_TASK BRIEF_
As the answer, give a copy of each line below that includes the word "guard".

_DATA FOR THE TASK_
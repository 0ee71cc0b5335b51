//! Wires every long-lived service together at process startup. The
//! delivery queue and the group tracking scheduler each need a way to look
//! a bot's live session (and, for tracking, its tenant-specific extraction
//! LLMs) back up by id — and the only thing that can answer that is the
//! lifecycle service, which in turn needs the queue and scheduler already
//! built to hand to its own constructor. `LifecycleHandle` breaks that
//! cycle: it's a trait-object-shaped forwarding cell, constructed empty and
//! filled in once the lifecycle service exists.

use std::sync::Arc;

use async_trait::async_trait;
use tokio::sync::RwLock;
use tracing::info;

use crate::config::Config;
use crate::db::Db;
use crate::delivery::{BotHandle, BotSessionLookup, DeliveryQueueManager};
use crate::features::group_tracking::{ActionItemExtractor, GroupTrackingRunner, GroupTrackingScheduler, HistoryService, TrackingLlmLookup};
use crate::lifecycle::BotLifecycleService;
use crate::llm::{BotLifecycleControl, QuotaService};

const STARTUP_AUTOSTART_DELAY: std::time::Duration = std::time::Duration::from_secs(60);

#[derive(Clone)]
struct LifecycleHandle(Arc<RwLock<Option<Arc<BotLifecycleService>>>>);

impl LifecycleHandle {
    fn empty() -> Self {
        LifecycleHandle(Arc::new(RwLock::new(None)))
    }

    async fn fill(&self, lifecycle: Arc<BotLifecycleService>) {
        *self.0.write().await = Some(lifecycle);
    }

    async fn current(&self) -> Option<Arc<BotLifecycleService>> {
        self.0.read().await.clone()
    }
}

#[async_trait]
impl BotSessionLookup for LifecycleHandle {
    async fn get(&self, bot_id: &str) -> Option<BotHandle> {
        self.current().await?.get(bot_id).await
    }
}

#[async_trait]
impl TrackingLlmLookup for LifecycleHandle {
    async fn extractor_for(&self, bot_id: &str) -> Option<ActionItemExtractor> {
        self.current().await?.extractor_for(bot_id).await
    }
}

#[async_trait]
impl BotLifecycleControl for LifecycleHandle {
    async fn stop_bot(&self, bot_id: &str) {
        if let Some(lifecycle) = self.current().await {
            lifecycle.stop_bot(bot_id).await;
        }
    }

    async fn start_bot(&self, bot_id: &str) {
        if let Some(lifecycle) = self.current().await {
            lifecycle.start_bot(bot_id).await;
        }
    }
}

/// Every long-lived service, handed to both binaries via Rocket's
/// `.manage()`. `backend` uses the full set; `gateway` only touches `db`
/// and `config` directly, reaching the rest through proxied HTTP calls.
pub struct AppState {
    pub db: Db,
    pub config: Config,
    pub quota: Arc<QuotaService>,
    pub delivery: Arc<DeliveryQueueManager>,
    pub history: Arc<HistoryService>,
    pub scheduler: Arc<GroupTrackingScheduler>,
    pub lifecycle: Arc<BotLifecycleService>,
}

impl AppState {
    pub async fn build(db: Db, config: Config) -> anyhow::Result<Arc<Self>> {
        let quota = Arc::new(QuotaService::new(db.clone()));
        quota.load_token_menu().await;

        let handle = LifecycleHandle::empty();

        let delivery = DeliveryQueueManager::new(db.clone(), Arc::new(handle.clone()));
        let history = Arc::new(HistoryService::new(db.clone()));
        let runner = GroupTrackingRunner::new(history.clone(), delivery.clone());
        let scheduler = GroupTrackingScheduler::new(runner, Arc::new(handle.clone()), Arc::new(handle.clone()));

        let lifecycle = BotLifecycleService::new(db.clone(), config.clone(), delivery.clone(), scheduler.clone(), history.clone(), quota.clone());
        handle.fill(lifecycle.clone()).await;

        quota.set_lifecycle_control(Arc::new(handle)).await;

        // Nothing is connected yet at process start, so anything left over
        // in the active queue from the previous run waits in holding until
        // its owning bot reconnects.
        if let Err(e) = delivery.move_all_to_holding().await {
            tracing::error!("failed to move delivery items to holding on startup: {e}");
        }

        Ok(Arc::new(AppState {
            db,
            config,
            quota,
            delivery,
            history,
            scheduler,
            lifecycle,
        }))
    }

    /// Starts the delivery consumer, auto-starts every active user's bots
    /// after a fixed settle delay, and begins the periodic quota-reset
    /// sweep. Called once from `backend`'s entrypoint, after `build` has
    /// already moved every in-flight delivery item to holding.
    pub fn spawn_background_tasks(self: &Arc<Self>) {
        let delivery = self.delivery.clone();
        tokio::spawn(async move {
            delivery.start_consumer().await;
        });

        let quota = self.quota.clone();
        tokio::spawn(async move {
            quota.start_all_active_users_bots(STARTUP_AUTOSTART_DELAY).await;
        });

        let quota = self.quota.clone();
        tokio::spawn(async move {
            let mut ticker = tokio::time::interval(std::time::Duration::from_secs(3600));
            loop {
                ticker.tick().await;
                info!("running scheduled quota reset sweep");
                quota.check_and_reset_quotas().await;
            }
        });
    }

    /// Stops each active bot session without bridge cleanup (preserving
    /// WhatsApp credentials for the next restart), tears down the group
    /// tracking scheduler, and stops the delivery consumer.
    pub async fn shutdown(&self) {
        info!("shutting down: stopping active sessions, scheduler, and delivery consumer");
        self.lifecycle.stop_all_sessions().await;
        self.scheduler.stop_all().await;
        self.delivery.stop_consumer().await;
    }
}
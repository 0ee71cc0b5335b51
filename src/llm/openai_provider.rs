use async_openai::config::OpenAIConfig;
use async_openai::types::{
    ChatCompletionRequestAssistantMessageArgs, ChatCompletionRequestSystemMessageArgs,
    ChatCompletionRequestUserMessageArgs, CreateChatCompletionRequestArgs,
};
use async_openai::Client;
use async_trait::async_trait;

use crate::models::{ApiKeySource, LlmProviderConfig};

use super::error::LlmError;
use super::provider::{ChatRole, ChatTurn, LlmCompletion, LlmProvider, TokenUsage};

/// Adapter over `async-openai`, the only concretely wired provider. Honors
/// the same `api_key_source` contract the bot configuration schema
/// documents: `environment` reads `OPENAI_API_KEY` from the process
/// environment, `explicit` requires a key baked into the bot config.
pub struct OpenAiProvider {
    client: Client<OpenAIConfig>,
    model: String,
    temperature: f32,
}

impl OpenAiProvider {
    pub fn new(config: &LlmProviderConfig) -> Result<Self, LlmError> {
        let openai_config = match config.api_key_source {
            ApiKeySource::Environment => {
                if std::env::var("OPENAI_API_KEY").is_err() {
                    return Err(LlmError::Configuration(
                        "OPENAI_API_KEY is not set and api_key_source is 'environment'".to_string(),
                    ));
                }
                OpenAIConfig::new()
            }
            ApiKeySource::Explicit => {
                let key = config.api_key.clone().ok_or_else(|| {
                    LlmError::Configuration(
                        "api_key_source is 'explicit' but no api_key was provided".to_string(),
                    )
                })?;
                OpenAIConfig::new().with_api_key(key)
            }
        };

        Ok(OpenAiProvider {
            client: Client::with_config(openai_config),
            model: config.model.clone(),
            temperature: config.temperature,
        })
    }
}

#[async_trait]
impl LlmProvider for OpenAiProvider {
    async fn complete(&self, system_prompt: &str, history: &[ChatTurn], question: &str) -> Result<LlmCompletion, LlmError> {
        let mut messages = vec![ChatCompletionRequestSystemMessageArgs::default()
            .content(system_prompt)
            .build()
            .map_err(|e| LlmError::Request(e.to_string()))?
            .into()];

        for turn in history {
            let message = match turn.role {
                ChatRole::User => ChatCompletionRequestUserMessageArgs::default()
                    .content(turn.content.clone())
                    .build()
                    .map_err(|e| LlmError::Request(e.to_string()))?
                    .into(),
                ChatRole::Assistant => ChatCompletionRequestAssistantMessageArgs::default()
                    .content(turn.content.clone())
                    .build()
                    .map_err(|e| LlmError::Request(e.to_string()))?
                    .into(),
            };
            messages.push(message);
        }

        messages.push(
            ChatCompletionRequestUserMessageArgs::default()
                .content(question)
                .build()
                .map_err(|e| LlmError::Request(e.to_string()))?
                .into(),
        );

        let request = CreateChatCompletionRequestArgs::default()
            .model(&self.model)
            .temperature(self.temperature)
            .messages(messages)
            .build()
            .map_err(|e| LlmError::Request(e.to_string()))?;

        let response = self
            .client
            .chat()
            .create(request)
            .await
            .map_err(|e| LlmError::Request(e.to_string()))?;

        let text = response
            .choices
            .first()
            .and_then(|choice| choice.message.content.clone())
            .unwrap_or_default();

        let usage = response
            .usage
            .map(|u| TokenUsage {
                input_tokens: u.prompt_tokens as u64,
                output_tokens: u.completion_tokens as u64,
                cached_input_tokens: u
                    .prompt_tokens_details
                    .as_ref()
                    .and_then(|d| d.cached_tokens)
                    .unwrap_or(0) as u64,
            })
            .unwrap_or_default();

        Ok(LlmCompletion { text, usage })
    }
}
//! Background drain of correspondent queues into the durable archive
//! collection, so queue eviction never loses history a tenant might want
//! to audit later.

use std::sync::atomic::{AtomicBool, Ordering};
use std::sync::Arc;
use std::time::Duration;

use async_trait::async_trait;
use mongodb::bson::doc;
use tokio::sync::Mutex;
use tokio::task::JoinHandle;
use tracing::{error, info};

use crate::db::Db;
use crate::queue::QueueManager;
use crate::session_manager::AssociatedService;

const IDLE_POLL: Duration = Duration::from_secs(1);

pub struct IngestionService {
    bot_id: String,
    provider_name: String,
    queue_manager: Arc<QueueManager>,
    db: Db,
    stop: Arc<AtomicBool>,
    task: Mutex<Option<JoinHandle<()>>>,
}

impl IngestionService {
    pub fn new(bot_id: String, provider_name: String, queue_manager: Arc<QueueManager>, db: Db) -> Self {
        IngestionService {
            bot_id,
            provider_name,
            queue_manager,
            db,
            stop: Arc::new(AtomicBool::new(false)),
            task: Mutex::new(None),
        }
    }

    pub async fn start(&self) {
        let mut guard = self.task.lock().await;
        if guard.is_some() {
            return;
        }

        let bot_id = self.bot_id.clone();
        let provider_name = self.provider_name.clone();
        let queue_manager = self.queue_manager.clone();
        let db = self.db.clone();
        let stop = self.stop.clone();

        info!(bot_id = %bot_id, "ingestion service starting");
        let handle = tokio::spawn(async move {
            while !stop.load(Ordering::SeqCst) {
                let mut any_processed = false;

                for correspondent_id in queue_manager.correspondent_ids().await {
                    while let Some(message) = queue_manager.pop_message(&correspondent_id).await {
                        any_processed = true;
                        let message_doc = match mongodb::bson::to_document(&message) {
                            Ok(d) => d,
                            Err(e) => {
                                error!(bot_id = %bot_id, correspondent_id = %correspondent_id, "failed to serialize message: {e}");
                                continue;
                            }
                        };
                        let archived = doc! {
                            "bot_id": &bot_id,
                            "provider_name": &provider_name,
                            "correspondent_id": &correspondent_id,
                            "message": message_doc,
                        };
                        if let Err(e) = db.message_archive.insert_one(archived).await {
                            error!(bot_id = %bot_id, correspondent_id = %correspondent_id, message_id = message.id, "failed to archive message: {e}");
                        } else {
                            info!(bot_id = %bot_id, correspondent_id = %correspondent_id, message_id = message.id, "message archived");
                        }
                    }
                }

                if !any_processed {
                    tokio::time::sleep(IDLE_POLL).await;
                }
            }
            info!(bot_id = %bot_id, "ingestion service shutting down");
        });

        *guard = Some(handle);
    }

    pub async fn stop(&self) {
        self.stop.store(true, Ordering::SeqCst);
        if let Some(handle) = self.task.lock().await.take() {
            let _ = handle.await;
        }
    }
}

#[async_trait]
impl AssociatedService for IngestionService {
    async fn stop(&self) {
        IngestionService::stop(self).await;
    }

    fn name(&self) -> &str {
        "ingestion"
    }
}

_SOLUTION FOR THIS TASK_
        let mut guard = self.task.lock().await;
        if guard.is_some() {
        *guard = Some(handle);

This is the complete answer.